Your objective: The entire set of lines below should be copied exactly.

Dataset excerpts:
•••

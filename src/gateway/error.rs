//! Error types for the provider gateway.

use std::time::Duration;
use thiserror::Error;

/// Source of a rate limit: local (our pacing) or remote (provider 429).
#[derive(Debug, Clone, Copy, PartialEq, Eq)]
pub enum RateLimitSource {
    /// Our local pacing blocked the request.
    Local,
    /// The provider returned a 429 response.
    Remote,
}

/// Additional context from provider errors for debugging.
#[derive(Debug, Clone, Default)]
pub struct ErrorContext {
    /// HTTP status code from the provider.
    pub http_status: Option<u16>,
    /// Provider-specific error code (e.g. "rate_limit_exceeded").
    pub provider_code: Option<String>,
    /// Request ID from provider (x-request-id header).
    pub request_id: Option<String>,
}

impl ErrorContext {
    pub fn new() -> Self {
        Self::default()
    }

    pub fn with_status(mut self, status: u16) -> Self {
        self.http_status = Some(status);
        self
    }

    pub fn with_code(mut self, code: impl Into<String>) -> Self {
        self.provider_code = Some(code.into());
        self
    }

    pub fn with_request_id(mut self, id: impl Into<String>) -> Self {
        self.request_id = Some(id.into());
        self
    }
}

/// Errors that can occur when calling providers.
#[derive(Debug, Error)]
pub enum ProviderError {
    /// Rate limited - caller should retry after the specified duration.
    #[error("rate limited ({limit_source:?}), retry after {retry_after:?}")]
    RateLimited {
        retry_after: Duration,
        limit_source: RateLimitSource,
        context: Option<ErrorContext>,
    },

    /// Invalid request - permanent error, don't retry.
    #[error("invalid request: {message}")]
    InvalidRequest {
        message: String,
        context: Option<ErrorContext>,
    },

    /// Provider refused the request (content policy, etc.) - permanent error.
    #[error("refused: {message}")]
    Refused {
        message: String,
        context: Option<ErrorContext>,
    },

    /// Provider error - may be retryable.
    #[error("{provider} error: {message}")]
    Provider {
        provider: &'static str,
        message: String,
        retryable: bool,
        context: Option<ErrorContext>,
    },

    /// Request timed out - retryable.
    #[error("timeout after {0:?}")]
    Timeout(Duration, Option<ErrorContext>),

    /// HTTP/network error.
    #[error("http error: {0}")]
    Http(#[from] reqwest::Error),

    /// Configuration error (missing API key, etc.).
    #[error("configuration error: {0}")]
    Config(String),
}

impl ProviderError {
    /// Create a rate limited error from remote provider.
    pub fn rate_limited_remote(retry_after: Duration, context: ErrorContext) -> Self {
        Self::RateLimited {
            retry_after,
            limit_source: RateLimitSource::Remote,
            context: Some(context),
        }
    }

    /// Create an invalid request error.
    pub fn invalid_request(message: impl Into<String>) -> Self {
        Self::InvalidRequest {
            message: message.into(),
            context: None,
        }
    }

    /// Create a refused error.
    pub fn refused(message: impl Into<String>) -> Self {
        Self::Refused {
            message: message.into(),
            context: None,
        }
    }

    /// Create a provider error.
    pub fn provider(provider: &'static str, message: impl Into<String>, retryable: bool) -> Self {
        Self::Provider {
            provider,
            message: message.into(),
            retryable,
            context: None,
        }
    }

    /// Create a provider error with context.
    pub fn provider_with_context(
        provider: &'static str,
        message: impl Into<String>,
        retryable: bool,
        context: ErrorContext,
    ) -> Self {
        Self::Provider {
            provider,
            message: message.into(),
            retryable,
            context: Some(context),
        }
    }

    /// Create a config error.
    pub fn config(message: impl Into<String>) -> Self {
        Self::Config(message.into())
    }

    /// Whether this error is retryable.
    pub fn is_retryable(&self) -> bool {
        match self {
            Self::RateLimited { .. } => true,
            Self::Timeout(_, _) => true,
            Self::Provider { retryable, .. } => *retryable,
            Self::Http(e) => e.is_timeout() || e.is_connect(),
            Self::InvalidRequest { .. } => false,
            Self::Refused { .. } => false,
            Self::Config(_) => false,
        }
    }

    /// Whether this is specifically a rate limit. The embedding client paces
    /// on these with a fixed sleep instead of exponential backoff.
    pub fn is_rate_limit(&self) -> bool {
        matches!(self, Self::RateLimited { .. })
    }

    /// Get a short error code for logging.
    pub fn code(&self) -> &'static str {
        match self {
            Self::RateLimited {
                limit_source: RateLimitSource::Local,
                ..
            } => "rate_limited_local",
            Self::RateLimited {
                limit_source: RateLimitSource::Remote,
                ..
            } => "rate_limited_remote",
            Self::InvalidRequest { .. } => "invalid_request",
            Self::Refused { .. } => "refused",
            Self::Provider { .. } => "provider_error",
            Self::Timeout(_, _) => "timeout",
            Self::Http(_) => "http_error",
            Self::Config(_) => "config_error",
        }
    }

    /// Get the error context if available.
    pub fn context(&self) -> Option<&ErrorContext> {
        match self {
            Self::RateLimited { context, .. } => context.as_ref(),
            Self::InvalidRequest { context, .. } => context.as_ref(),
            Self::Refused { context, .. } => context.as_ref(),
            Self::Provider { context, .. } => context.as_ref(),
            Self::Timeout(_, context) => context.as_ref(),
            Self::Http(_) => None,
            Self::Config(_) => None,
        }
    }
}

•••

Task response:
filename src/gateway/error.rs
//! Error types for the provider gateway.

use std::time::Duration;
use thiserror::Error;

/// Source of a rate limit: local (our pacing) or remote (provider 429).
#[derive(Debug, Clone, Copy, PartialEq, Eq)]
pub enum RateLimitSource {
    /// Our local pacing blocked the request.
    Local,
    /// The provider returned a 429 response.
    Remote,
}

/// Additional context from provider errors for debugging.
#[derive(Debug, Clone, Default)]
pub struct ErrorContext {
    /// HTTP status code from the provider.
    pub http_status: Option<u16>,
    /// Provider-specific error code (e.g. "rate_limit_exceeded").
    pub provider_code: Option<String>,
    /// Request ID from provider (x-request-id header).
    pub request_id: Option<String>,
}

impl ErrorContext {
    pub fn new() -> Self {
        Self::default()
    }

    pub fn with_status(mut self, status: u16) -> Self {
        self.http_status = Some(status);
        self
    }

    pub fn with_code(mut self, code: impl Into<String>) -> Self {
        self.provider_code = Some(code.into());
        self
    }

    pub fn with_request_id(mut self, id: impl Into<String>) -> Self {
        self.request_id = Some(id.into());
        self
    }
}

/// Errors that can occur when calling providers.
#[derive(Debug, Error)]
pub enum ProviderError {
    /// Rate limited - caller should retry after the specified duration.
    #[error("rate limited ({limit_source:?}), retry after {retry_after:?}")]
    RateLimited {
        retry_after: Duration,
        limit_source: RateLimitSource,
        context: Option<ErrorContext>,
    },

    /// Invalid request - permanent error, don't retry.
    #[error("invalid request: {message}")]
    InvalidRequest {
        message: String,
        context: Option<ErrorContext>,
    },

    /// Provider refused the request (content policy, etc.) - permanent error.
    #[error("refused: {message}")]
    Refused {
        message: String,
        context: Option<ErrorContext>,
    },

    /// Provider error - may be retryable.
    #[error("{provider} error: {message}")]
    Provider {
        provider: &'static str,
        message: String,
        retryable: bool,
        context: Option<ErrorContext>,
    },

    /// Request timed out - retryable.
    #[error("timeout after {0:?}")]
    Timeout(Duration, Option<ErrorContext>),

    /// HTTP/network error.
    #[error("http error: {0}")]
    Http(#[from] reqwest::Error),

    /// Configuration error (missing API key, etc.).
    #[error("configuration error: {0}")]
    Config(String),
}

impl ProviderError {
    /// Create a rate limited error from remote provider.
    pub fn rate_limited_remote(retry_after: Duration, context: ErrorContext) -> Self {
        Self::RateLimited {
            retry_after,
            limit_source: RateLimitSource::Remote,
            context: Some(context),
        }
    }

    /// Create an invalid request error.
    pub fn invalid_request(message: impl Into<String>) -> Self {
        Self::InvalidRequest {
            message: message.into(),
            context: None,
        }
    }

    /// Create a refused error.
    pub fn refused(message: impl Into<String>) -> Self {
        Self::Refused {
            message: message.into(),
            context: None,
        }
    }

    /// Create a provider error.
    pub fn provider(provider: &'static str, message: impl Into<String>, retryable: bool) -> Self {
        Self::Provider {
            provider,
            message: message.into(),
            retryable,
            context: None,
        }
    }

    /// Create a provider error with context.
    pub fn provider_with_context(
        provider: &'static str,
        message: impl Into<String>,
        retryable: bool,
        context: ErrorContext,
    ) -> Self {
        Self::Provider {
            provider,
            message: message.into(),
            retryable,
            context: Some(context),
        }
    }

    /// Create a config error.
    pub fn config(message: impl Into<String>) -> Self {
        Self::Config(message.into())
    }

    /// Whether this error is retryable.
    pub fn is_retryable(&self) -> bool {
        match self {
            Self::RateLimited { .. } => true,
            Self::Timeout(_, _) => true,
            Self::Provider { retryable, .. } => *retryable,
            Self::Http(e) => e.is_timeout() || e.is_connect(),
            Self::InvalidRequest { .. } => false,
            Self::Refused { .. } => false,
            Self::Config(_) => false,
        }
    }

    /// Whether this is specifically a rate limit. The embedding client paces
    /// on these with a fixed sleep instead of exponential backoff.
    pub fn is_rate_limit(&self) -> bool {
        matches!(self, Self::RateLimited { .. })
    }

    /// Get a short error code for logging.
    pub fn code(&self) -> &'static str {
        match self {
            Self::RateLimited {
                limit_source: RateLimitSource::Local,
                ..
            } => "rate_limited_local",
            Self::RateLimited {
                limit_source: RateLimitSource::Remote,
                ..
            } => "rate_limited_remote",
            Self::InvalidRequest { .. } => "invalid_request",
            Self::Refused { .. } => "refused",
            Self::Provider { .. } => "provider_error",
            Self::Timeout(_, _) => "timeout",
            Self::Http(_) => "http_error",
            Self::Config(_) => "config_error",
        }
    }

    /// Get the error context if available.
    pub fn context(&self) -> Option<&ErrorContext> {
        match self {
            Self::RateLimited { context, .. } => context.as_ref(),
            Self::InvalidRequest { context, .. } => context.as_ref(),
            Self::Refused { context, .. } => context.as_ref(),
            Self::Provider { context, .. } => context.as_ref(),
            Self::Timeout(_, context) => context.as_ref(),
            Self::Http(_) => None,
            Self::Config(_) => None,
        }
    }
}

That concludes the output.